Она не понимала, как ему тяжело было уезжать. Но его неудержимо тянула какая-то неведомая сила к «Змеевику».
На другой день Маремьяна Власьевна узнала, что муж набрал на базаре в долг разного товара полную телегу. Этого она уже никак не могла понять. Деньги у него были, и должаться не было смысла.
VI
Привезенный Поршневым динамит мало помог делу. Змеевик не поддавался. Приходилось добывать его ломом и кайлами. В результате месячной работы получилось едва несколько золотников.
— Ничего, привесимся к делу, — утешал Катаев. — Уж очень даже любопытно… Вот ежели бы бегуны поставить…
— А деньги где? Бегуны на худой конец стоят тыщи три — четыре…
У Катаева в голове вечно сидели всевозможные замыслы, и только не хватало денег, чтобы производить их в исполнение. Время шло, и жизнь на «Змеевике» изо дня в день тянулась без всякого разнообразия, как и на других промыслах, с той разницей, что он был совсем в стороне, и никто посторонний не заглядывал в эту глушь. Впрочем, раз неожиданно приехал гуртовщик Гусев.
— Был в Теребинске, наслышался чудес про вашу жилу и нарочно приехал поглядеть на оказию, — объяснял он. — Сказывают, вы золото-то прямо руками берете…
— Вот, вот, в самый раз руками, — поддакивал Катаев. — Не хочешь ли поучиться? А то и нас поучишь… Ты ведь не даром всю жизнь по промыслам маячишь и всего нагляделся. Может, и нас поучишь…

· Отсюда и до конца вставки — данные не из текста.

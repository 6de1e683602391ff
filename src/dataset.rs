//! In-memory tabular dataset: named columns of [`Value`] cells.
//!
//! A [`Dataset`] is what tables are loaded into and saved from. Its two
//! invariants (equal column lengths, unique column names) are checked on
//! construction, so every other module can rely on them.

use std::collections::HashSet;

use serde::{Deserialize, Serialize};
use thiserror::Error;

use crate::data::{self, Value};

#[derive(Debug, Error, PartialEq, Eq)]
pub enum DatasetError {
    #[error("Column '{column}' has {actual} value(s), expected {expected}")]
    LengthMismatch {
        column: String,
        expected: usize,
        actual: usize,
    },
    #[error("Duplicate column name '{0}'")]
    DuplicateColumn(String),
    #[error("Row {row} has {actual} field(s), expected {expected}")]
    RowWidth {
        row: usize,
        expected: usize,
        actual: usize,
    },
}

/// Storage type of a column, derived from its non-null cells.
#[derive(Debug, Clone, Copy, PartialEq, Eq, Serialize, Deserialize)]
pub enum StorageKind {
    Boolean,
    Integer,
    Float,
    DateTime,
    Text,
}

impl StorageKind {
    pub fn is_numeric(self) -> bool {
        matches!(
            self,
            StorageKind::Boolean | StorageKind::Integer | StorageKind::Float
        )
    }

    /// Token a null cell renders as under this storage.
    pub fn null_token(self) -> &'static str {
        match self {
            StorageKind::Float => "nan",
            StorageKind::DateTime => "NaT",
            _ => "None",
        }
    }
}

#[derive(Debug, Clone, PartialEq, Serialize, Deserialize)]
pub struct Column {
    name: String,
    values: Vec<Value>,
}

impl Column {
    pub fn new(name: impl Into<String>, values: Vec<Value>) -> Self {
        Self {
            name: name.into(),
            values,
        }
    }

    /// Builds a column from raw text fields, typing it the way a delimited
    /// file reader would: null markers become [`Value::Null`], and the column
    /// becomes integer, float or boolean storage only when every non-null
    /// field parses as such. Integers with leading zeros keep text storage.
    pub fn from_text<S: AsRef<str>>(name: impl Into<String>, fields: &[S]) -> Self {
        let name = name.into();
        let raw: Vec<Option<&str>> = fields
            .iter()
            .map(|field| {
                let field = field.as_ref();
                if data::is_null_token(field) {
                    None
                } else {
                    Some(field)
                }
            })
            .collect();
        let present = || raw.iter().flatten();

        if present().next().is_some() {
            let numerics: Option<Vec<data::Numeric>> = present()
                .map(|field| {
                    if data::has_leading_zero(field) {
                        None
                    } else {
                        data::parse_numeric(field)
                    }
                })
                .collect();
            if let Some(numerics) = numerics {
                let all_integers = numerics
                    .iter()
                    .all(|n| matches!(n, data::Numeric::Integer(_)));
                let mut parsed = numerics.into_iter();
                let values = raw
                    .iter()
                    .map(|field| match field {
                        None => Value::Null,
                        Some(_) => match parsed.next() {
                            Some(data::Numeric::Integer(i)) if !all_integers => {
                                Value::Float(i as f64)
                            }
                            Some(numeric) => numeric.into_value(),
                            None => Value::Null,
                        },
                    })
                    .collect();
                return Self { name, values };
            }

            if present().all(|field| data::parse_boolean(field).is_some()) {
                let values = raw
                    .iter()
                    .map(|field| {
                        field
                            .and_then(data::parse_boolean)
                            .map(Value::Boolean)
                            .unwrap_or(Value::Null)
                    })
                    .collect();
                return Self { name, values };
            }
        }

        let values = raw
            .iter()
            .map(|field| match field {
                Some(text) => Value::String((*text).to_string()),
                None => Value::Null,
            })
            .collect();
        Self { name, values }
    }

    pub fn name(&self) -> &str {
        &self.name
    }

    pub fn values(&self) -> &[Value] {
        &self.values
    }

    pub(crate) fn values_mut(&mut self) -> &mut Vec<Value> {
        &mut self.values
    }

    pub fn len(&self) -> usize {
        self.values.len()
    }

    pub fn is_empty(&self) -> bool {
        self.values.is_empty()
    }

    pub fn null_count(&self) -> usize {
        self.values.iter().filter(|v| v.is_null()).count()
    }

    pub fn storage(&self) -> StorageKind {
        let mut seen_bool = false;
        let mut seen_int = false;
        let mut seen_float = false;
        let mut seen_datetime = false;
        let mut seen_text = false;
        for value in &self.values {
            match value {
                Value::Null => {}
                Value::Boolean(_) => seen_bool = true,
                Value::Integer(_) => seen_int = true,
                Value::Float(_) => seen_float = true,
                Value::DateTime(_) => seen_datetime = true,
                Value::String(_) => seen_text = true,
            }
        }
        match (seen_bool, seen_int, seen_float, seen_datetime, seen_text) {
            (true, false, false, false, false) => StorageKind::Boolean,
            (false, true, false, false, false) => StorageKind::Integer,
            (false, _, true, false, false) => StorageKind::Float,
            (false, false, false, true, false) => StorageKind::DateTime,
            _ => StorageKind::Text,
        }
    }

    /// Every cell as text, nulls included, using the storage's null token.
    pub fn rendered(&self) -> impl Iterator<Item = String> + '_ {
        let null_token = self.storage().null_token();
        self.values.iter().map(move |value| match value {
            Value::Null => null_token.to_string(),
            other => other.as_display(),
        })
    }
}

#[derive(Debug, Clone, Default, PartialEq, Serialize, Deserialize)]
pub struct Dataset {
    columns: Vec<Column>,
}

impl Dataset {
    pub fn new(columns: Vec<Column>) -> Result<Self, DatasetError> {
        {
            let mut names = HashSet::with_capacity(columns.len());
            for column in &columns {
                if !names.insert(column.name()) {
                    return Err(DatasetError::DuplicateColumn(column.name().to_string()));
                }
            }
        }
        if let Some(first) = columns.first() {
            let expected = first.len();
            if let Some(bad) = columns.iter().find(|c| c.len() != expected) {
                return Err(DatasetError::LengthMismatch {
                    column: bad.name().to_string(),
                    expected,
                    actual: bad.len(),
                });
            }
        }
        Ok(Self { columns })
    }

    /// Builds a dataset from row-major cells.
    pub fn from_rows(headers: Vec<String>, rows: Vec<Vec<Value>>) -> Result<Self, DatasetError> {
        let width = headers.len();
        let mut columns: Vec<Vec<Value>> = (0..width).map(|_| Vec::with_capacity(rows.len())).collect();
        for (idx, row) in rows.into_iter().enumerate() {
            if row.len() != width {
                return Err(DatasetError::RowWidth {
                    row: idx,
                    expected: width,
                    actual: row.len(),
                });
            }
            for (column, value) in columns.iter_mut().zip(row) {
                column.push(value);
            }
        }
        Self::new(
            headers
                .into_iter()
                .zip(columns)
                .map(|(name, values)| Column::new(name, values))
                .collect(),
        )
    }

    /// Builds a typed dataset from row-major text fields (see
    /// [`Column::from_text`]).
    pub fn from_text_rows(
        headers: Vec<String>,
        rows: &[Vec<String>],
    ) -> Result<Self, DatasetError> {
        let width = headers.len();
        if let Some((idx, row)) = rows.iter().enumerate().find(|(_, r)| r.len() != width) {
            return Err(DatasetError::RowWidth {
                row: idx,
                expected: width,
                actual: row.len(),
            });
        }
        let columns = headers
            .into_iter()
            .enumerate()
            .map(|(idx, name)| {
                let fields: Vec<&str> = rows.iter().map(|row| row[idx].as_str()).collect();
                Column::from_text(name, &fields)
            })
            .collect();
        Self::new(columns)
    }

    pub fn columns(&self) -> &[Column] {
        &self.columns
    }

    pub(crate) fn columns_mut(&mut self) -> &mut [Column] {
        &mut self.columns
    }

    pub fn column(&self, name: &str) -> Option<&Column> {
        self.columns.iter().find(|c| c.name() == name)
    }

    pub fn column_names(&self) -> Vec<String> {
        self.columns.iter().map(|c| c.name().to_string()).collect()
    }

    pub fn column_count(&self) -> usize {
        self.columns.len()
    }

    pub fn row_count(&self) -> usize {
        self.columns.first().map(Column::len).unwrap_or(0)
    }

    pub fn is_empty(&self) -> bool {
        self.row_count() == 0
    }

    pub fn row(&self, index: usize) -> Option<Vec<&Value>> {
        if index >= self.row_count() {
            return None;
        }
        Some(self.columns.iter().map(|c| &c.values()[index]).collect())
    }

    pub fn rows(&self) -> impl Iterator<Item = Vec<&Value>> + '_ {
        (0..self.row_count()).map(|idx| self.columns.iter().map(|c| &c.values()[idx]).collect())
    }

    /// Rendered text rows, suitable for printing.
    pub fn text_rows(&self) -> Vec<Vec<String>> {
        let rendered: Vec<Vec<String>> = self.columns.iter().map(|c| c.rendered().collect()).collect();
        (0..self.row_count())
            .map(|idx| rendered.iter().map(|col| col[idx].clone()).collect())
            .collect()
    }

    /// Returns a copy with a leading 0-based integer column named `name`.
    pub fn with_index_column(&self, name: &str) -> Result<Self, DatasetError> {
        let index = Column::new(
            name,
            (0..self.row_count() as i64).map(Value::Integer).collect(),
        );
        let mut columns = Vec::with_capacity(self.columns.len() + 1);
        columns.push(index);
        columns.extend(self.columns.iter().cloned());
        Self::new(columns)
    }
}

Катаев по обыкновению шутил, а вышла совсем не шутка. Гусев внимательно осмотрел всю жилу и работы и покачал головой.
— Эх, братцы, не с того вы конца работу ведете! Надо как раз совершенно наоборот…
— Ну, ну, поучи!
— А очень просто: вы самую-то жилу оставьте, а взрывайте пустую породу с обеих сторон. Она и останется у вас, как облупленное яичко.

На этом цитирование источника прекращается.